Efficient selective cleavage of C−C bonds in lignin under visible light enabled by the Fe-doped mesoporous graphitic carbon nitride photocatalyst

Abstract

To obtain high-valued aromatic products, it is paramount to cleave the C_α−C_β bonds in lignin under mild conditions selectively. Nevertheless, this task remains daunting due to the formidable dissociation energies and steric hindrance associated with these bonds. Herein, a facile, efficient and cost-effective strategy for selectively breaking the C_α−C_β bond in lignin with visible-light irradiation and room temperature is proposed, facilitated by the utilization of the ferric-doped mesoporous graphitic carbon nitride (Fe/mpg-CN) photocatalyst. Collective contributed by the reduced band gap and photoluminescence, combined with intensified visible-light absorption and enhanced photocurrent, the effectiveness in photocatalytic activity of Fe/mpg-CN is offered.
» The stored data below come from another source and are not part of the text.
//! DEFLATE block decoder
//!
//! This module implements the block state machine: stored, fixed-Huffman and
//! dynamic-Huffman blocks are decoded in sequence until a block marked final.

use super::cursor::BitCursor;
use super::huffman::{CanonicalHuffmanTable, FIXED_LITERAL_TABLE};
use super::*;
use crate::{Result, XofError};

/// One compressed block, decoded from its 3-bit header
#[derive(Debug)]
pub enum Block {
    /// Uncompressed bytes
    Stored {
        /// Number of bytes that follow
        length: u16,
    },
    /// Literal/length and distance codes from RFC1951 section 3.2.6
    FixedHuffman,
    /// Codes transmitted in the block header
    DynamicHuffman {
        /// Literal/length alphabet
        literal_length_table: CanonicalHuffmanTable,
        /// Distance alphabet
        distance_table: CanonicalHuffmanTable,
    },
}

/// Statistics for one inflate run
#[derive(Debug, Default, Clone)]
pub struct InflateStats {
    /// Number of stored blocks
    pub stored_blocks: usize,
    /// Number of fixed-Huffman blocks
    pub fixed_blocks: usize,
    /// Number of dynamic-Huffman blocks
    pub dynamic_blocks: usize,
    /// Number of literal bytes decoded
    pub literal_count: usize,
    /// Number of back-references decoded
    pub match_count: usize,
    /// Longest back-reference
    pub longest_match: usize,
}

/// DEFLATE decoder over an in-memory compressed buffer
#[derive(Debug)]
pub struct Inflater {
    cursor: BitCursor,
    output: Vec<u8>,
    history_len: usize,
    stats: InflateStats,
    finished: bool,
}

impl Inflater {
    /// Create a decoder for `data`
    pub fn new(data: Vec<u8>) -> Self {
        Self::with_dictionary(data, &[])
    }

    /// Create a decoder whose back-references may reach into `dictionary`
    ///
    /// Only the last 32KB of the dictionary are reachable.
    pub fn with_dictionary(data: Vec<u8>, dictionary: &[u8]) -> Self {
        let start = dictionary.len().saturating_sub(MAX_WINDOW_SIZE);
        let history = &dictionary[start..];
        let mut output = Vec::with_capacity(history.len() + data.len() * 4);
        output.extend_from_slice(history);

        Self {
            cursor: BitCursor::new(data),
            output,
            history_len: history.len(),
            stats: InflateStats::default(),
            finished: false,
        }
    }

    /// Statistics gathered so far
    pub fn stats(&self) -> &InflateStats {
        &self.stats
    }

    /// Number of compressed bytes consumed (rounded up to whole bytes)
    pub fn consumed_bytes(&self) -> u64 {
        self.cursor.bit_position().div_ceil(8)
    }

    /// Decode every block and return the decompressed bytes
    pub fn inflate(mut self) -> Result<Vec<u8>> {
        while !self.finished {
            self.decode_next_block()?;
        }
        Ok(self.output.split_off(self.history_len))
    }

    /// Decode one block, returning whether it was the final one
    pub fn decode_next_block(&mut self) -> Result<bool> {
        if self.finished {
            return Ok(true);
        }

        let header_start = self.cursor.bit_position();
        let is_final = self.cursor.read_bit() == 1;
        let block_type = self.cursor.read_bits(2);
        self.check_overrun(header_start, "block header")?;

        let block = self.read_block_header(block_type)?;
        log::trace!(
            "inflate block at bit {}: {} (final: {})",
            header_start,
            block_name(&block),
            is_final
        );

        match block {
            Block::Stored { length } => {
                self.stats.stored_blocks += 1;
                let bytes = self.cursor.read_aligned_bytes(length as usize)?;
                self.output.extend_from_slice(bytes);
                self.stats.literal_count += length as usize;
            }
            Block::FixedHuffman => {
                self.stats.fixed_blocks += 1;
                self.decode_symbols(&FIXED_LITERAL_TABLE, None)?;
            }
            Block::DynamicHuffman {
                literal_length_table,
                distance_table,
            } => {
                self.stats.dynamic_blocks += 1;
                self.decode_symbols(&literal_length_table, Some(&distance_table))?;
            }
        }

        self.finished = is_final;
        Ok(is_final)
    }

    /// Turn a block type selector into a [`Block`], reading any block header
    fn read_block_header(&mut self, block_type: u32) -> Result<Block> {
        match block_type {
            BLOCK_STORED => {
                self.cursor.align_to_byte();
                let offset = self.cursor.byte_position();
                let header = self.cursor.read_aligned_bytes(4)?;
                let length = u16::from_le_bytes([header[0], header[1]]);
                let complement = u16::from_le_bytes([header[2], header[3]]);
                if length != !complement {
                    return Err(XofError::protocol(
                        offset,
                        format!("stored length complement {:#06x}", !length),
                        format!("{complement:#06x}"),
                    ));
                }
                Ok(Block::Stored { length })
            }
            BLOCK_FIXED => Ok(Block::FixedHuffman),
            BLOCK_DYNAMIC => self.read_dynamic_tables(),
            _ => Err(XofError::protocol(
                self.cursor.byte_position(),
                "block type 0, 1 or 2",
                format!("block type {block_type}"),
            )),
        }
    }

    /// Read the dynamic block header and build its two tables
    fn read_dynamic_tables(&mut self) -> Result<Block> {
        let header_start = self.cursor.bit_position();
        let hlit = self.cursor.read_bits(5) as usize + 257;
        let hdist = self.cursor.read_bits(5) as usize + 1;
        let hclen = self.cursor.read_bits(4) as usize + 4;

        if hlit > MAX_LITERAL_CODES || hdist > MAX_DISTANCE_CODES {
            return Err(XofError::huffman(
                header_start,
                format!("too many codes: {hlit} literal/length, {hdist} distance"),
            ));
        }

        let mut code_length_lengths = [0u8; CODE_LENGTH_CODES];
        for &index in CODE_LENGTH_ORDER.iter().take(hclen) {
            code_length_lengths[index] = self.cursor.read_bits(3) as u8;
        }
        self.check_overrun(header_start, "dynamic block header")?;
        let code_length_table = CanonicalHuffmanTable::from_code_lengths(&code_length_lengths)
            .map_err(|e| relocate(e, header_start))?;

        // Literal/length and distance lengths form one run-length coded sequence
        let total = hlit + hdist;
        let mut lengths = Vec::with_capacity(total);
        while lengths.len() < total {
            let symbol_start = self.cursor.bit_position();
            let symbol = code_length_table.decode(&mut self.cursor)?;
            let (value, repeat) = match symbol {
                0..=15 => (symbol as u8, 1),
                16 => {
                    let previous = *lengths.last().ok_or_else(|| {
                        XofError::huffman(symbol_start, "repeat code 16 with no previous length")
                    })?;
                    (previous, 3 + self.cursor.read_bits(2) as usize)
                }
                17 => (0, 3 + self.cursor.read_bits(3) as usize),
                18 => (0, 11 + self.cursor.read_bits(7) as usize),
                _ => {
                    return Err(XofError::huffman(
                        symbol_start,
                        format!("invalid code length symbol {symbol}"),
                    ))
                }
            };
            self.check_overrun(symbol_start, "code lengths")?;

            if lengths.len() + repeat > total {
                return Err(XofError::huffman(
                    symbol_start,
                    format!(
                        "code length repeat of {repeat} overflows {total} declared lengths"
                    ),
                ));
            }
            lengths.resize(lengths.len() + repeat, value);
        }

        if lengths[END_OF_BLOCK as usize] == 0 {
            return Err(XofError::huffman(
                header_start,
                "end-of-block symbol has no code",
            ));
        }

        let literal_length_table = CanonicalHuffmanTable::from_code_lengths(&lengths[..hlit])
            .map_err(|e| relocate(e, header_start))?;
        let distance_table = CanonicalHuffmanTable::from_code_lengths(&lengths[hlit..])
            .map_err(|e| relocate(e, header_start))?;

        Ok(Block::DynamicHuffman {
            literal_length_table,
            distance_table,
        })
    }

    /// Decode literal/length symbols until end-of-block
    ///
    /// `distance_table` of `None` selects the fixed 5-bit distance code.
    fn decode_symbols(
        &mut self,
        literal_table: &CanonicalHuffmanTable,
        distance_table: Option<&CanonicalHuffmanTable>,
    ) -> Result<()> {
        loop {
            let symbol_start = self.cursor.bit_position();
            let symbol = literal_table.decode(&mut self.cursor)?;
            self.check_overrun(symbol_start, "literal/length symbol")?;

            match symbol {
                0..=255 => {
                    self.output.push(symbol as u8);
                    self.stats.literal_count += 1;
                }
                END_OF_BLOCK => return Ok(()),
                257..=285 => {
                    let index = (symbol - 257) as usize;
                    let length = LENGTH_BASE[index] as usize
                        + self.cursor.read_bits(LENGTH_EXTRA_BITS[index] as u32) as usize;

                    let distance_start = self.cursor.bit_position();
                    let distance_symbol = match distance_table {
                        Some(table) => table.decode(&mut self.cursor)?,
                        None => self.cursor.read_bits_reversed(5) as u16,
                    };
                    if distance_symbol as usize >= DISTANCE_BASE.len() {
                        return Err(XofError::huffman(
                            distance_start,
                            format!("invalid distance symbol {distance_symbol}"),
                        ));
                    }
                    let index = distance_symbol as usize;
                    let distance = DISTANCE_BASE[index] as usize
                        + self.cursor.read_bits(DISTANCE_EXTRA_BITS[index] as u32) as usize;
                    self.check_overrun(symbol_start, "back-reference")?;

                    self.copy_match(symbol_start, length, distance)?;
                }
                _ => {
                    return Err(XofError::huffman(
                        symbol_start,
                        format!("invalid literal/length symbol {symbol}"),
                    ))
                }
            }
        }
    }

    /// Append `length` bytes starting `distance` bytes back (may overlap)
    fn copy_match(&mut self, bit_offset: u64, length: usize, distance: usize) -> Result<()> {
        if distance == 0 || distance > self.output.len() {
            return Err(XofError::huffman(
                bit_offset,
                format!(
                    "back-reference distance {distance} exceeds {} available bytes",
                    self.output.len()
                ),
            ));
        }

        let start = self.output.len() - distance;
        if distance >= length {
            self.output.extend_from_within(start..start + length);
        } else {
            for i in 0..length {
                let byte = self.output[start + i];
                self.output.push(byte);
            }
        }

        self.stats.match_count += 1;
        self.stats.longest_match = self.stats.longest_match.max(length);
        Ok(())
    }

    /// Zero-filled bits past the end never count as real data
    fn check_overrun(&self, bit_offset: u64, what: &str) -> Result<()> {
        if self.cursor.overrun_bits() == 0 {
            return Ok(());
        }

        log::debug!("compressed data ended inside {what}");
        let available = (self.cursor.total_bits() - bit_offset).div_ceil(8) as usize;
        Err(XofError::truncated(
            bit_offset / 8,
            available + self.cursor.overrun_bits().div_ceil(8) as usize,
            available,
        ))
    }
}

fn block_name(block: &Block) -> &'static str {
    match block {
        Block::Stored { .. } => "stored",
        Block::FixedHuffman => "fixed",
        Block::DynamicHuffman { .. } => "dynamic",
    }
}

/// Table construction errors carry no position; attach the block header's
fn relocate(error: XofError, bit_offset: u64) -> XofError {
    match error {
        XofError::HuffmanDecode { reason, .. } => XofError::HuffmanDecode { bit_offset, reason },
        other => other,
    }
}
Specifically, a high conversion rate (98 %) of the lignin model compound (2-phenoxy-1-phenylethanol), coupled with an excellent selectivity of 98 % in cleaving the C_α−C_β bonds is achieved by Fe/mpg-CN. Photogenerated holes are indicated as the main active species through comprehensive mechanistic investigations. Additionally, the successful photocatalytic depolymerization of the complex dimer model compound (conversion rate ∼ 96 %) and pine kraft lignin further corroborate the satisfying photocatalytic activity and selectivity of Fe/mpg-CN. This study introduces a promising and viable strategy for the selective breaking of lignin through photocatalysis, offering significant implications for the sustainable production of valuable aromatic compounds.